El coeficiente de Gini es una medida de desigualdad de una distribución que vale 0 cuando todos los individuos reciben exactamente lo mismo y 1 cuando una sola persona lo recibe todo. Se construye a partir de la curva de Lorenz —la línea que representa qué porcentaje del total acumula cada porcentaje acumulado de la población, ordenada de menor a mayor— y equivale al doble del área que queda entre esa curva y la diagonal de la igualdad perfecta. La curva la propuso Max Lorenz en 1905 y el índice, Corrado Gini en 1912.
Su virtud es la que explica su hegemonía: resume una distribución entera en un solo número comparable entre países y entre años, cumple la condición de ser insensible a la escala —duplicar todas las rentas no cambia el Gini— y tiene una interpretación intuitiva alternativa, la de ser la mitad de la diferencia media de renta entre dos personas elegidas al azar, expresada como proporción de la renta media. Con eso se pueden ordenar países, seguir series históricas y detectar giros.
El problema es que el resumen borra la forma. Dos distribuciones muy distintas pueden dar el mismo Gini, porque el índice es una integral: no distingue si la desigualdad se concentra en la distancia entre la mitad pobre y la mitad rica o en la distancia entre el 1 % más rico y el resto. Un país donde el decil superior se lleva mucho y el resto está muy comprimido puede coincidir en Gini con otro donde la escala se reparte de forma gradual, y lo que hay que hacer con esos dos países en materia de política pública no tiene nada que ver. Anthony Atkinson lo formalizó en 1970 mostrando que cualquier índice de desigualdad incorpora un juicio implícito sobre cuánto pesa una transferencia según en qué tramo ocurra, y propuso una familia de índices con ese parámetro a la vista en lugar de escondido. El Gini es más sensible a lo que pasa en el centro de la distribución que en los extremos, y ese sesgo es precisamente el contrario del que interesa a quien estudia la concentración de la riqueza.
De ahí la segunda limitación, más práctica. El Gini se calcula casi siempre sobre encuestas de hogares, y las encuestas de hogares captan mal los dos extremos: los muy ricos no responden y, cuando responden, declaran mal las rentas del capital; y las rentas no monetarias o irregulares de los más pobres se registran de forma incompleta. El grupo del World Inequality Report ha insistido desde 2018 en que combinar las encuestas con datos fiscales y con las cuentas nacionales eleva de forma sistemática la parte de renta atribuida al percentil superior, y por tanto que las series de Gini basadas solo en encuestas subestiman la desigualdad de manera creciente conforme más renta se concentra arriba. El efecto no es un detalle: en varios países la corrección desplaza el índice varios puntos.
La tercera cosa que hay que preguntar ante cualquier Gini es de qué es el Gini, porque el mismo país tiene varios y muy distintos.
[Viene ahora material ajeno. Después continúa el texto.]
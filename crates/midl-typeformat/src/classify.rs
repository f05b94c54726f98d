//! Type classification
//!
//! Decides the structural shape of a type use without emitting anything.
//! Classification never follows pointers, so it terminates on cyclic graphs;
//! a structure that contains itself by value is rejected.

use crate::error::{MidlError, Result};
use crate::layout::align_up;
use crate::types::{ArrayForm, ArrayType, Attribute, BasicType, Field, PointerKind, TypeId, TypeKind};
use crate::TypeEnv;
use crate::EnumPolicy;
use bitflags::bitflags;
use ndr_format::FormatChar;

bitflags! {
    /// Where and how a type is being classified
    #[derive(Debug, Clone, Copy, PartialEq, Eq, Hash, Default)]
    pub struct ClassifyFlags: u8 {
        /// A parameter or return value rather than an embedded member
        const TOP_LEVEL = 0x01;
        /// Treat `[string]` arrays and pointers as plain arrays and pointers
        const IGNORE_STRINGS = 0x02;
    }
}

#[derive(Debug, Clone, Copy, PartialEq, Eq, Hash)]
pub enum EnumWidth {
    Enum16,
    Enum32,
}

impl EnumWidth {
    pub fn format_char(self) -> FormatChar {
        match self {
            Self::Enum16 => FormatChar::Enum16,
            Self::Enum32 => FormatChar::Enum32,
        }
    }
}

#[derive(Debug, Clone, Copy, PartialEq, Eq, Hash)]
pub enum StructKind {
    Simple,
    Pointer,
    Conformant,
    ConformantPointer,
    ConformantVarying,
    Bogus,
}

impl StructKind {
    pub fn format_char(self) -> FormatChar {
        match self {
            Self::Simple => FormatChar::Struct,
            Self::Pointer => FormatChar::PStruct,
            Self::Conformant => FormatChar::CStruct,
            Self::ConformantPointer => FormatChar::CPStruct,
            Self::ConformantVarying => FormatChar::CVStruct,
            Self::Bogus => FormatChar::BogusStruct,
        }
    }

    pub fn has_conformance(self) -> bool {
        matches!(
            self,
            Self::Conformant | Self::ConformantPointer | Self::ConformantVarying
        )
    }
}

#[derive(Debug, Clone, Copy, PartialEq, Eq, Hash)]
pub enum UnionKind {
    Encapsulated,
    NonEncapsulated,
}

#[derive(Debug, Clone, Copy, PartialEq, Eq, Hash)]
pub enum ArrayKind {
    Fixed,
    Varying,
    Conformant,
    ConformantVarying,
    Bogus,
}

/// Structural shape of a type use
#[derive(Debug, Clone, Copy, PartialEq, Eq, Hash)]
pub enum Shape {
    UserType,
    ContextHandle,
    String,
    Basic(BasicType),
    Enum(EnumWidth),
    Pointer(PointerKind),
    InterfacePointer,
    Struct(StructKind),
    Union(UnionKind),
    Array(ArrayKind),
    Void,
    /// Not a data type: function, module, coclass or a bare interface
    Invalid,
}

impl Shape {
    /// Shapes passed by value as a fixed-width scalar
    pub fn is_scalar(self) -> bool {
        matches!(self, Self::Basic(_) | Self::Enum(_))
    }

    pub fn is_bogus(self) -> bool {
        matches!(
            self,
            Self::Struct(StructKind::Bogus) | Self::Array(ArrayKind::Bogus)
        )
    }
}
//! Array records

use super::Use;
use crate::classify::{ArrayKind, ClassifyFlags, Shape, StructKind};
use crate::context::Compilation;
use crate::error::{MidlError, Result};
use crate::types::{TypeId, TypeKind};
use ndr_format::correlation::CorrelationDesc;
use ndr_format::records::{ArrayRecord, BogusArrayRecord, Member};
use ndr_format::{FormatChar, Target};
use tracing::debug;

impl<'a> Compilation<'a> {
    /// Emit the array node `ty` (already resolved) once
    pub(crate) fn emit_array(&mut self, ty: TypeId, kind: ArrayKind) -> Result<Target> {
        if let Some(target) = self.annotated(ty) {
            return Ok(target);
        }
        let arena = self.arena;
        let TypeKind::Array(array) = &arena.get(ty).kind else {
            return Err(MidlError::internal(format!(
                "{} is not an array",
                arena.name_of(ty)
            )));
        };
        let name = arena.name_of(ty);
        let label = self.begin(ty);
        let env = self.env();
        let elem = env.memsize(array.element);

        // Declared arrays sit at the field offset; pointer-form ones are
        // reached through a pointer from the structure start
        let (structure, base) = match self.scope {
            Some(scope) if array.is_declared() => (Some(scope.structure), scope.field_offset),
            Some(scope) => (Some(scope.structure), 0),
            None => (None, 0),
        };
        let conformance = if array.is_conformant() {
            if array.size_is.is_none() {
                return Err(MidlError::unsupported(name, "conformant array without size_is"));
            }
            Some(self.write_conf(structure, base, ty, array.size_is.as_ref())?)
        } else {
            None
        };
        let variance = match &array.length_is {
            Some(expr) => Some(self.write_conf(structure, base, ty, Some(expr))?),
            None => None,
        };

        // Pointer structures list the pointers of their declared arrays in
        // their own layout; bogus structures leave them to the array
        let embedded_in_struct = match self.scope {
            Some(scope) if array.is_declared() => !matches!(
                env.classify(scope.structure, &[], ClassifyFlags::empty())?,
                Shape::Struct(StructKind::Bogus)
            ),
            _ => false,
        };
        let saved = self.scope.take();
        let element_shape = env.classify(array.element, &[], ClassifyFlags::empty())?;
        let element = match element_shape {
            shape if shape.is_scalar() => Member::Code(self.scalar_fc(shape)?),
            Shape::Pointer(pointer) if kind == ArrayKind::Bogus => Member::Pointer(
                self.pointer_record(array.element, &[], pointer, Use::Embedded)?,
            ),
            Shape::String if kind == ArrayKind::Bogus && !self.is_declared_array(array.element) => {
                Member::Pointer(self.string_pointer_record(array.element, &[], Use::Embedded)?)
            }
            // Described by the pointer layout
            Shape::Pointer(_) => Member::Code(FormatChar::Long),
            Shape::ContextHandle => {
                return Err(MidlError::unsupported(
                    name,
                    "arrays of context handles cannot be marshaled",
                ))
            }
            _ => Member::EmbeddedComplex {
                memory_pad: 0,
                target: self.emit_type(array.element, &[], Use::Embedded)?,
            },
        };

        let offset = if kind == ArrayKind::Bogus {
            self.scope = saved;
            self.tfs.emit(&BogusArrayRecord {
                alignment: elem.align,
                dim: if array.is_conformant() { 0 } else { array.dim.unwrap_or(0) },
                conformance: conformance.unwrap_or(CorrelationDesc::Absent),
                variance: variance.unwrap_or(CorrelationDesc::Absent),
                element,
            })?
        } else {
            let pointer_layout = if embedded_in_struct {
                None
            } else {
                self.array_pointer_layout(ty)?
            };
            self.scope = saved;

            let dim = array.dim.unwrap_or(0);
            let total = elem.size as u64 * dim as u64;
            let large = total > 0xffff;
            let (fc, size, varying) = match kind {
                ArrayKind::Fixed => (
                    if large { FormatChar::LgFArray } else { FormatChar::SmFArray },
                    total,
                    None,
                ),
                ArrayKind::Varying => (
                    if large { FormatChar::LgVArray } else { FormatChar::SmVArray },
                    total,
                    Some((dim, elem.size)),
                ),
                ArrayKind::Conformant => (FormatChar::CArray, elem.size as u64, None),
                ArrayKind::ConformantVarying => (FormatChar::CVArray, elem.size as u64, None),
                ArrayKind::Bogus => {
                    return Err(MidlError::internal("bogus array reached the fast array path"))
                }
            };
            let size = u32::try_from(size)
                .map_err(|_| MidlError::capacity(name, "array size", size, u32::MAX as u64))?;
            self.tfs.emit(&ArrayRecord {
                fc,
                alignment: elem.align,
                size,
                conformance,
                varying,
                variance,
                pointer_layout,
                element,
            })?
        };

        self.finish(ty, label, offset)?;
        debug!(array = name, ?kind, offset, "emitted array");
        Ok(Target::At(offset))
    }
}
El de renta de mercado, antes de impuestos y transferencias, mide lo que reparte la economía; el de renta disponible, después de impuestos y prestaciones, mide lo que queda tras la intervención pública, y la diferencia entre los dos es la medida de la capacidad redistributiva de un Estado. En los países de la Unión Europea la brecha entre ambos es de entre diez y veinte puntos. Existe además el Gini de riqueza, que en todos los países es mucho mayor que el de renta —porque el patrimonio se acumula y la renta no—, y el Gini del consumo, que es menor que el de la renta porque los hogares suavizan el gasto ahorrando y endeudándose. Comparar el Gini de riqueza de un país con el Gini de renta de otro es un error corriente en la prensa y produce diferencias espectaculares que no existen.
Queda una advertencia sobre el propio Gini como estadístico y sobre su autor, que suele omitirse. Corrado Gini fue el estadístico oficial del régimen fascista italiano, presidió el Instituto Central de Estadística creado por Mussolini en 1926 y publicó obra explícitamente vinculada a la teoría de la población del régimen; el índice es una herramienta neutra y su origen no lo invalida, pero conviene no repetir la hagiografía que a veces lo acompaña.
Y la objeción de fondo, la que Branko Milanovic ha llevado más lejos, es que un Gini nacional se ha vuelto un objeto de medición cada vez menos informativo. Si lo que se quiere saber es cómo está repartida la renta entre los seres humanos, el Gini de cada país no lo dice, porque la mayor parte de la desigualdad mundial es desigualdad entre países y no dentro de ellos; y esa proporción ha estado cambiando en las últimas décadas, con la desigualdad global bajando por el crecimiento asiático mientras la desigualdad interna de muchos países ricos subía. Las dos cosas ocurren a la vez y el Gini nacional solo ve una. La conclusión razonable no es abandonar el índice, que sigue siendo la mejor cifra única disponible, sino tratarlo como lo que es: la primera pregunta de una conversación, y no la respuesta.